Umqombothi is a popular African traditional beer made from sorghum.
Microbreweries in South Africa have evolved from a hobbyist pursuit into a countrywide trend (albeit with niche appeal) that shows no signs of slowing. At present, there are over 60 microbrewers around the country turning hops, malt, yeast and water into a mind-boggling array of beers.
Traditionally, South Africa has been regarded as a lager-drinking nation, but thanks to the emergence of craft brewing, hop-heads, as aficionados of handcrafted beers are known, now have a wide array of styles to choose from. There are pale ales, alt biers, stouts, Pilsners, double bocks, barrel-aged beers, seasonal beers, smoked malt beers, and beers made using fruit, herbs, spices, honey, wild yeast and more.
Currently, the Western Cape leads the movement championing 'real beer' (real beer being beer that’s naturally brewed using artisan methods and with no chemical or artificial additives), with microbreweries like Jack Black Beer, Triggerfish Brewing, Devil’s Peak Brewing Company and Gallows Hills Brewing Company, to name but a few, producing delicious beers with sometimes idiosyncratic names.
For convenience, and in keeping with the worldwide trend of beer-and-food matching, Cape beer bar &Union offers local and European craft beers on tap, while the Banana Jam Café has 16 local craft beers on tap and offers craft-beer tastings. Both have beer-friendly food menus.

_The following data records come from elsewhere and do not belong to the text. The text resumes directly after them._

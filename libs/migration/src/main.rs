use migration::{Migrator, StatsMigrator};
use sea_orm_migration::cli;

/// `MIGRATOR=stats` selects the stats schema; anything else migrates the main schema.
#[tokio::main]
async fn main() {
    match std::env::var("MIGRATOR").as_deref() {
        Ok("stats") => cli::run_cli(StatsMigrator).await,
        _ => cli::run_cli(Migrator).await,
    }
}
//! Fixtures shared by the unit tests of this crate.

use async_trait::async_trait;
use chrono::{DateTime, Duration, Utc};
use domain_categories::{CategoryRepository, InMemoryCategoryRepository, NewCategory};
use domain_stats::{StatsResult, ViewStatsClient};
use domain_users::{InMemoryUserRepository, NewUser, UserRepository};
use std::collections::HashMap;

use crate::models::{Event, EventState, Location};

mockall::mock! {
    pub StatsClient {}

    #[async_trait]
    impl ViewStatsClient for StatsClient {
        async fn record_view(&self, uri: &str, ip: &str, timestamp: DateTime<Utc>) -> StatsResult<()>;

        async fn aggregate_views(
            &self,
            uris: &[String],
            start: DateTime<Utc>,
            end: DateTime<Utc>,
            unique: bool,
        ) -> StatsResult<HashMap<String, i64>>;
    }
}

/// Stats client that records nothing and reports no views.
pub fn quiet_stats() -> MockStatsClient {
    let mut client = MockStatsClient::new();
    client.expect_record_view().returning(|_, _, _| Ok(()));
    client
        .expect_aggregate_views()
        .returning(|_, _, _, _| Ok(HashMap::new()));
    client
}

/// Pending event in category 1, three days ahead.
pub fn event(id: i64, initiator_id: i64) -> Event {
    Event {
        id,
        annotation: "An annotation that is long enough".into(),
        description: "A description that is long enough".into(),
        category_id: 1,
        initiator_id,
        event_date: Utc::now() + Duration::days(3),
        location: Location { lat: 55.75, lon: 37.62 },
        paid: false,
        participant_limit: 0,
        request_moderation: true,
        title: "Meetup".into(),
        state: EventState::Pending,
        created_on: Utc::now(),
        published_on: None,
    }
}

/// Published event with the given limit and moderation flag.
pub fn published(initiator_id: i64, limit: i32, moderation: bool) -> Event {
    Event {
        participant_limit: limit,
        request_moderation: moderation,
        state: EventState::Published,
        published_on: Some(Utc::now()),
        ..event(0, initiator_id)
    }
}

/// Users 1..=count named user1, user2, ..
pub async fn users(count: usize) -> InMemoryUserRepository {
    let repo = InMemoryUserRepository::new();
    for i in 1..=count {
        repo.create(NewUser {
            name: format!("user{}", i),
            email: format!("user{}@example.com", i),
        })
        .await
        .unwrap();
    }
    repo
}

/// Categories 1..=count named cat1, cat2, ..
pub async fn categories(count: usize) -> InMemoryCategoryRepository {
    let repo = InMemoryCategoryRepository::new();
    for i in 1..=count {
        repo.create(NewCategory {
            name: format!("cat{}", i),
        })
        .await
        .unwrap();
    }
    repo
}
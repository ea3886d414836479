use axum::{
    extract::{ConnectInfo, FromRequestParts},
    http::request::Parts,
};
use std::{convert::Infallible, net::SocketAddr};

/// Best-effort address of the caller.
///
/// Looks at `X-Forwarded-For` (first hop), then `X-Real-IP`, then the socket
/// peer when the app was served with `into_make_service_with_connect_info`.
#[derive(Debug, Clone, PartialEq, Eq)]
pub struct ClientIp(pub String);

impl<S> FromRequestParts<S> for ClientIp
where
    S: Send + Sync,
{
    type Rejection = Infallible;

    async fn from_request_parts(parts: &mut Parts, _state: &S) -> Result<Self, Self::Rejection> {
        let header = |name: &str| {
            parts
                .headers
                .get(name)
                .and_then(|v| v.to_str().ok())
                .map(str::trim)
                .filter(|v| !v.is_empty())
        };

        if let Some(first) = header("x-forwarded-for").and_then(|v| v.split(',').next()) {
            return Ok(ClientIp(first.trim().to_string()));
        }

        if let Some(real) = header("x-real-ip") {
            return Ok(ClientIp(real.to_string()));
        }

        let ip = parts
            .extensions
            .get::<ConnectInfo<SocketAddr>>()
            .map(|ConnectInfo(addr)| addr.ip().to_string())
            .unwrap_or_else(|| "unknown".to_string());

        Ok(ClientIp(ip))
    }
}

#[cfg(test)]
mod tests {
    use super::*;
    use axum::http::Request;

    async fn extract(request: Request<()>) -> String {
        let (mut parts, _) = request.into_parts();
        ClientIp::from_request_parts(&mut parts, &()).await.unwrap().0
    }

    #[tokio::test]
    async fn test_forwarded_for_takes_first_hop() {
        let request = Request::builder()
            .header("x-forwarded-for", "10.0.0.1, 192.168.0.1")
            .header("x-real-ip", "172.16.0.1")
            .body(())
            .unwrap();
        assert_eq!(extract(request).await, "10.0.0.1");
    }

    #[tokio::test]
    async fn test_real_ip_fallback() {
        let request = Request::builder().header("x-real-ip", "172.16.0.1").body(()).unwrap();
        assert_eq!(extract(request).await, "172.16.0.1");
    }

    #[tokio::test]
    async fn test_connect_info_fallback() {
        let mut request = Request::builder().body(()).unwrap();
        request
            .extensions_mut()
            .insert(ConnectInfo(SocketAddr::from(([127, 0, 0, 1], 5555))));
        assert_eq!(extract(request).await, "127.0.0.1");
    }

    #[tokio::test]
    async fn test_unknown_without_any_source() {
        let request = Request::builder().body(()).unwrap();
        assert_eq!(extract(request).await, "unknown");
    }
}
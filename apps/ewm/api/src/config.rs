use core_config::{AppInfo, FromEnv, app_info, server::ServerConfig};
use database::postgres::PostgresConfig;
use domain_stats::StatsClientConfig;

pub use core_config::Environment;

/// Configuration of the main service
#[derive(Clone, Debug)]
pub struct Config {
    pub app: AppInfo,
    pub database: PostgresConfig,
    pub server: ServerConfig,
    pub environment: Environment,
    /// Where views are recorded and read back
    pub stats: StatsClientConfig,
}

impl Config {
    pub fn from_env() -> eyre::Result<Self> {
        let environment = Environment::from_env();
        let database = PostgresConfig::from_env()?; // Required - will fail if not set
        let server = ServerConfig::from_env()?; // HOST=0.0.0.0, PORT=8080
        let stats = StatsClientConfig::from_env()?; // STATS_SERVER_URL=http://localhost:9090

        Ok(Self {
            app: app_info!(),
            database,
            server,
            environment,
            stats,
        })
    }
}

KwaZulu-Natal is so keen on craft beer that it has a self-drive microbrewery beer route. Discover the likes of the Nottingham Road Brewing Company (great pub atmosphere and food) in the Midlands, Quills, the Zululand Brewery and Shongweni Brewery.
Gauteng is another emerging craft-beer destination. Try Gilroy's for British-style ales and pub grub; have a tasty meal and a pint at the Cockpit Brewhouse; or enjoy a beer tasting or a beer-and-food pairing at De Garve Brewery.
Microbreweries can also be found in Mpumalanga, the Free State, the Eastern Cape and the North West. Virtually anywhere you travel in South Africa, rest assured that you’re never far away from the perfect handcrafted pint.
Travel tips & Planning info
Who to contact
Best time to visit
Most microbreweries are not open to the public, but some do open by appointment, so check with the individual establishment. Brew pubs are different, and most trade during restaurant hours.
Tours to do
Shongweni Brewery runs a tour on Saturdays (except public holidays) between noon and 1pm, at a cost of R60 per person (tastings only for over 18s). Gilroy's runs a tour on Saturday mornings, starting at 9am, at a cost of R90 per person (tastings only for over 18s).
Most microbreweries can be reached by metered taxi – the preferred option if you’ll be drinking.
What will it cost
Craft beer can cost up to three times the price of commercial beer. Expect to pay around R17 (330ml) from liquor outlets/bottle stores, and around R30 in bars and restaurants.
What to eat
A number of brew pubs, as they're called, have food menus designed to complement the range of beers made in house, or on tap from other microbrewers.